--- INPUT MATERIAL Enclosed Below ---

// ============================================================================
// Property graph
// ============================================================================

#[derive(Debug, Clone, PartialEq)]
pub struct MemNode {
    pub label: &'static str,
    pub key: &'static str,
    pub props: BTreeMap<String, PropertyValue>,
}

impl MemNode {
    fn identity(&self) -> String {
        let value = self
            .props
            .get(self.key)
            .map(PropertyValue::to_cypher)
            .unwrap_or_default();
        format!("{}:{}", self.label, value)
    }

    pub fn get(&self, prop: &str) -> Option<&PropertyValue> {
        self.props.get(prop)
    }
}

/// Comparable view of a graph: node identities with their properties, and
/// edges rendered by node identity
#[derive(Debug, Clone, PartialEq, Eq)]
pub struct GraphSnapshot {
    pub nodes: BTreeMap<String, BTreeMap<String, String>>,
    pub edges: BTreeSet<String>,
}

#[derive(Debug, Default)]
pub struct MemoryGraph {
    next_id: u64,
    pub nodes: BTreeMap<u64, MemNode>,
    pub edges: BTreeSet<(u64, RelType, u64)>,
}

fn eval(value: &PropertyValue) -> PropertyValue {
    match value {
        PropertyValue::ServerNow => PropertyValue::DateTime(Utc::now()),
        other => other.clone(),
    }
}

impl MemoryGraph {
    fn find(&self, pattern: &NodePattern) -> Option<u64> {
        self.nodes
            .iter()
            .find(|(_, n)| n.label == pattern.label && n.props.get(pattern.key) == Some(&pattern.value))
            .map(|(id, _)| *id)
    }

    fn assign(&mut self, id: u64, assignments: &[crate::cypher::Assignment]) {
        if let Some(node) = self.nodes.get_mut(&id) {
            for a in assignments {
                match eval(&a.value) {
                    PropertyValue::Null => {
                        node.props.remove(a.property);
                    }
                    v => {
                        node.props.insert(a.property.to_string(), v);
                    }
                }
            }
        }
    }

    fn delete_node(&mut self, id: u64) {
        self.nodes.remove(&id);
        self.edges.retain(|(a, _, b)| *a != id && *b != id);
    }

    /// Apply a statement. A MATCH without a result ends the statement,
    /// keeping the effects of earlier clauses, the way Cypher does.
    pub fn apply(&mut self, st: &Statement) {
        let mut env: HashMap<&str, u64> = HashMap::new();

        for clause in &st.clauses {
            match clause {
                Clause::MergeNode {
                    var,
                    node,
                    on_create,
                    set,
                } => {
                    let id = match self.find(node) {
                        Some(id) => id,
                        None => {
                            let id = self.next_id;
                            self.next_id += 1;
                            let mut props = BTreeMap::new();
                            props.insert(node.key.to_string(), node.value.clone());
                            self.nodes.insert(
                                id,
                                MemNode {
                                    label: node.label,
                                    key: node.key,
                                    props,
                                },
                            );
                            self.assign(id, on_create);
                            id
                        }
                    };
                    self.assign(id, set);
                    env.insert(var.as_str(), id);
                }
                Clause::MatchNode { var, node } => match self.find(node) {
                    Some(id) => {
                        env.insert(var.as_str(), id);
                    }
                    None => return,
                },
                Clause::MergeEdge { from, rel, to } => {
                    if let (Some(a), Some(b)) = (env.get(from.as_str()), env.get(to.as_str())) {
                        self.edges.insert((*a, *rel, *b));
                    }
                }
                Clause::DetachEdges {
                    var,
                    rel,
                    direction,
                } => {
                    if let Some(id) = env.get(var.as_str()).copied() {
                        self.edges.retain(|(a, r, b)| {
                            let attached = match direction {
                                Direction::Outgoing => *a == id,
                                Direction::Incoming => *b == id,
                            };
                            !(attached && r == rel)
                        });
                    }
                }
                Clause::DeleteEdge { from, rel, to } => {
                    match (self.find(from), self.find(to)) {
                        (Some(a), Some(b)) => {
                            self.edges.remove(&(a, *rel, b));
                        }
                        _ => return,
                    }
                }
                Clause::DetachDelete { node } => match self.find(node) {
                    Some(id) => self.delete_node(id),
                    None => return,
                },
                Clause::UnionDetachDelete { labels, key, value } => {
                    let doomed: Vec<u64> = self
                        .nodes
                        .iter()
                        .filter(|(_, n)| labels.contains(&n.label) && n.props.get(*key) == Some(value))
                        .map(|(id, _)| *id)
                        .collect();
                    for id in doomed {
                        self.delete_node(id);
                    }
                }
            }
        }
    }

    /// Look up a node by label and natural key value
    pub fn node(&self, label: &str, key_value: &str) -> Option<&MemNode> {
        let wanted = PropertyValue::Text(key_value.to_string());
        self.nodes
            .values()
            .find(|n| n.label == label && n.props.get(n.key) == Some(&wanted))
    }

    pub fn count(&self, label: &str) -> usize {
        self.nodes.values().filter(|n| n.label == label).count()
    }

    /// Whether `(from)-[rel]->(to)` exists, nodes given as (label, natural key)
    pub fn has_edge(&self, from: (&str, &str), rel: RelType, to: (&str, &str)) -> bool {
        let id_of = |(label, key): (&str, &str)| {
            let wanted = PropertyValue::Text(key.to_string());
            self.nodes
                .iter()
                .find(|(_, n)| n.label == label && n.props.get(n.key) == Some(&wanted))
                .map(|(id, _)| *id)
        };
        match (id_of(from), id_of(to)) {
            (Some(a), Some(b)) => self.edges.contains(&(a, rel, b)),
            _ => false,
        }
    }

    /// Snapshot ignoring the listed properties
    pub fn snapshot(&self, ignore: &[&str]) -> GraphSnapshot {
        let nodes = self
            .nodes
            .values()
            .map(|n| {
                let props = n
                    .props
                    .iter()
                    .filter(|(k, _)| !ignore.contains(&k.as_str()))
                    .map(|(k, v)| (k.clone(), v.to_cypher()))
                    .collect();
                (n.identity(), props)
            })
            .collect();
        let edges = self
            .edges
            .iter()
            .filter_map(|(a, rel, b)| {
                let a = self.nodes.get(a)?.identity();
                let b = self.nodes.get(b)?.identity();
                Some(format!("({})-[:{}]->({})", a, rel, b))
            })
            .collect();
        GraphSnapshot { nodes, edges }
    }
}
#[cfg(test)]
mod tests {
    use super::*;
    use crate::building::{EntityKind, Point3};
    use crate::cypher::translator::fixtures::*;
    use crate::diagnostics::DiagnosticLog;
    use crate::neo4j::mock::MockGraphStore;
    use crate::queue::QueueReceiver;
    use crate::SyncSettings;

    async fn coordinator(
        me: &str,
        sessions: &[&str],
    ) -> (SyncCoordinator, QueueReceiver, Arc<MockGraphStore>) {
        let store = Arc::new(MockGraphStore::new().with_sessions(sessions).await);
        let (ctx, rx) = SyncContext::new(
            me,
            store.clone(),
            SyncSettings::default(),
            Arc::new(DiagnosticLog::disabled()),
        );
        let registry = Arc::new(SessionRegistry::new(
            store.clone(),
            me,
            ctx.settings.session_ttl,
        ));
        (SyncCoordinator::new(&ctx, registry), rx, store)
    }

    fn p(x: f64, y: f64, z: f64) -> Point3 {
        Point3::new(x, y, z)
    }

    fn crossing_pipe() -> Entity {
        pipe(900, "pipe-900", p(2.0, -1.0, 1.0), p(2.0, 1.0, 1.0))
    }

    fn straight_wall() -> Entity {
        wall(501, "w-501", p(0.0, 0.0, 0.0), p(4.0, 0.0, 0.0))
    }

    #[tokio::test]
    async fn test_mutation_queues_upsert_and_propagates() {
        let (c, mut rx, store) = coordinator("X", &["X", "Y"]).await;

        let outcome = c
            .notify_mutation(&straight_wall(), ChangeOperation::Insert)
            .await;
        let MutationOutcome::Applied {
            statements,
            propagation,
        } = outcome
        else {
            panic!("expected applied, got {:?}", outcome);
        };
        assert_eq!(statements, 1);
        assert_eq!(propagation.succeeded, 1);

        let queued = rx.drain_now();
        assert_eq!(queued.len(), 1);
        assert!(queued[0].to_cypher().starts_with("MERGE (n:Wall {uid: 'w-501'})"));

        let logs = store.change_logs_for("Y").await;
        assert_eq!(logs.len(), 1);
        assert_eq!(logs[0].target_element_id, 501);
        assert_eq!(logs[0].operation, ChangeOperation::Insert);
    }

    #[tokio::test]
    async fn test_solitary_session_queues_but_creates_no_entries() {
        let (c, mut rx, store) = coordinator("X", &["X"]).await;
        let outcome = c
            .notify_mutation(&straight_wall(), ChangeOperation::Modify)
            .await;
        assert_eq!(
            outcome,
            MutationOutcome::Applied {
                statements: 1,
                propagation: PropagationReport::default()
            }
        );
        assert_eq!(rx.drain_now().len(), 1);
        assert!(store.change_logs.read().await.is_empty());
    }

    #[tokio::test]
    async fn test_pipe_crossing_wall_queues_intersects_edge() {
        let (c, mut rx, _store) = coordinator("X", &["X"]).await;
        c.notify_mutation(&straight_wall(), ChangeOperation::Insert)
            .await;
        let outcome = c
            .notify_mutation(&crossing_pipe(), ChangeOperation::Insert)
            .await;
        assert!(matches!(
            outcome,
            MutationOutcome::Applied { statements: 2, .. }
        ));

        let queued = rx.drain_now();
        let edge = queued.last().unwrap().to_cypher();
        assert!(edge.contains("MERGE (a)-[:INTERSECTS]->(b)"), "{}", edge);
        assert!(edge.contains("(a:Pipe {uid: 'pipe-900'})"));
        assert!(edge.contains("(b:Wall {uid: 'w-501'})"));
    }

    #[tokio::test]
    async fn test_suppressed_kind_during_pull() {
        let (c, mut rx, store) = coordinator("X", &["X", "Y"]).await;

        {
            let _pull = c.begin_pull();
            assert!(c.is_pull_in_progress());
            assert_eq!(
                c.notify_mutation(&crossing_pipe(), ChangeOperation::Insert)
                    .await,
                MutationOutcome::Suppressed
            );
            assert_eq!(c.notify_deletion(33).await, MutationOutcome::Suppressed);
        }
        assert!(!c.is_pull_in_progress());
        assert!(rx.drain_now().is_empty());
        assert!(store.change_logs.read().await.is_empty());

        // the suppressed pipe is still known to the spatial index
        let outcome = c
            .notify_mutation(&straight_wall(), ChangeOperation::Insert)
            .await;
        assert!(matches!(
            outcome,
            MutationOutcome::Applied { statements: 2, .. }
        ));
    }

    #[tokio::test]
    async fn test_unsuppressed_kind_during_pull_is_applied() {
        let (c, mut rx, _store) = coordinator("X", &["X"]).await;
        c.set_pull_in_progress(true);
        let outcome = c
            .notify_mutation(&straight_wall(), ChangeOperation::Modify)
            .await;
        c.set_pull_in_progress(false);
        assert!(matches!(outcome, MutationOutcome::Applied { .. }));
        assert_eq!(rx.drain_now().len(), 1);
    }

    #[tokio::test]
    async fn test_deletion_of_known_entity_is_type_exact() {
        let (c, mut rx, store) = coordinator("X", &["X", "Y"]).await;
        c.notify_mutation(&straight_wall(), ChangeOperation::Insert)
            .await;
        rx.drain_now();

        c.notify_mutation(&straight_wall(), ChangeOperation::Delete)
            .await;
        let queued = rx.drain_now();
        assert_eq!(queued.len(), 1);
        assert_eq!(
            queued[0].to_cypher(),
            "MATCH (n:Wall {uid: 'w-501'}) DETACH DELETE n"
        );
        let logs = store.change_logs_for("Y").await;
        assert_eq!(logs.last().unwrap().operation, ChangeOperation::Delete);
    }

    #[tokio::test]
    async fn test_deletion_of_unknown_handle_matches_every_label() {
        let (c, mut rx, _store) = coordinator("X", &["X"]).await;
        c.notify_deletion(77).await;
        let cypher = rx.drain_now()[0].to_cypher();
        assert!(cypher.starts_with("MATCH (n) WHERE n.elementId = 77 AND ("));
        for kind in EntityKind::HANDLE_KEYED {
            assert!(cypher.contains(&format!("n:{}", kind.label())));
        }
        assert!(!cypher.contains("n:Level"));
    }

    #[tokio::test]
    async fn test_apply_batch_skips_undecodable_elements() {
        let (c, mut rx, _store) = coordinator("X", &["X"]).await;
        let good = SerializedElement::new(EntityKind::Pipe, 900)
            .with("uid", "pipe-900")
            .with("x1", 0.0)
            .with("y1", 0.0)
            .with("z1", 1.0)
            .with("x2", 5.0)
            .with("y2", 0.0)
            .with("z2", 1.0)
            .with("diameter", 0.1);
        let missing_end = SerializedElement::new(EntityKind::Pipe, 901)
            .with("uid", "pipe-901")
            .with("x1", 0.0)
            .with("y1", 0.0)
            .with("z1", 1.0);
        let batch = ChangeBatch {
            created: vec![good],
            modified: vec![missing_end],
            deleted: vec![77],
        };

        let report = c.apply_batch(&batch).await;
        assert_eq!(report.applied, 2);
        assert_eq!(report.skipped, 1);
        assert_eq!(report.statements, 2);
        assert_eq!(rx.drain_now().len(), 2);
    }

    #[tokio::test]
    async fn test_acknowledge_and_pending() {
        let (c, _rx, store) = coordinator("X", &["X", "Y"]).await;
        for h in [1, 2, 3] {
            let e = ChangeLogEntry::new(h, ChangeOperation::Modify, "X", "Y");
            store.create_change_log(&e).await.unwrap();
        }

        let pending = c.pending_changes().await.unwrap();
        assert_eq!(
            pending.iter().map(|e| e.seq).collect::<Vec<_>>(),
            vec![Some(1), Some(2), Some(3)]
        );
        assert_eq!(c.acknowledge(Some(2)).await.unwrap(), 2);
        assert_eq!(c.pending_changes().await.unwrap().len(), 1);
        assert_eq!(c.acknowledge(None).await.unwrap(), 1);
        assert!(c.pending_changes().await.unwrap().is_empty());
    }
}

--- End of Enclosed INPUT MATERIAL ---

# [TASK]
Could you transcribe the entries above word for word, from the line with "(label, natural key)" down to the line with "match (id_of(from), id_of(to))", keeping both?

# [YOUR SOLUTION]
    /// Whether `(from)-[rel]->(to)` exists, nodes given as (label, natural key)
    pub fn has_edge(&self, from: (&str, &str), rel: RelType, to: (&str, &str)) -> bool {
        let id_of = |(label, key): (&str, &str)| {
            let wanted = PropertyValue::Text(key.to_string());
            self.nodes
                .iter()
                .find(|(_, n)| n.label == label && n.props.get(n.key) == Some(&wanted))
                .map(|(id, _)| *id)
        };
        match (id_of(from), id_of(to)) {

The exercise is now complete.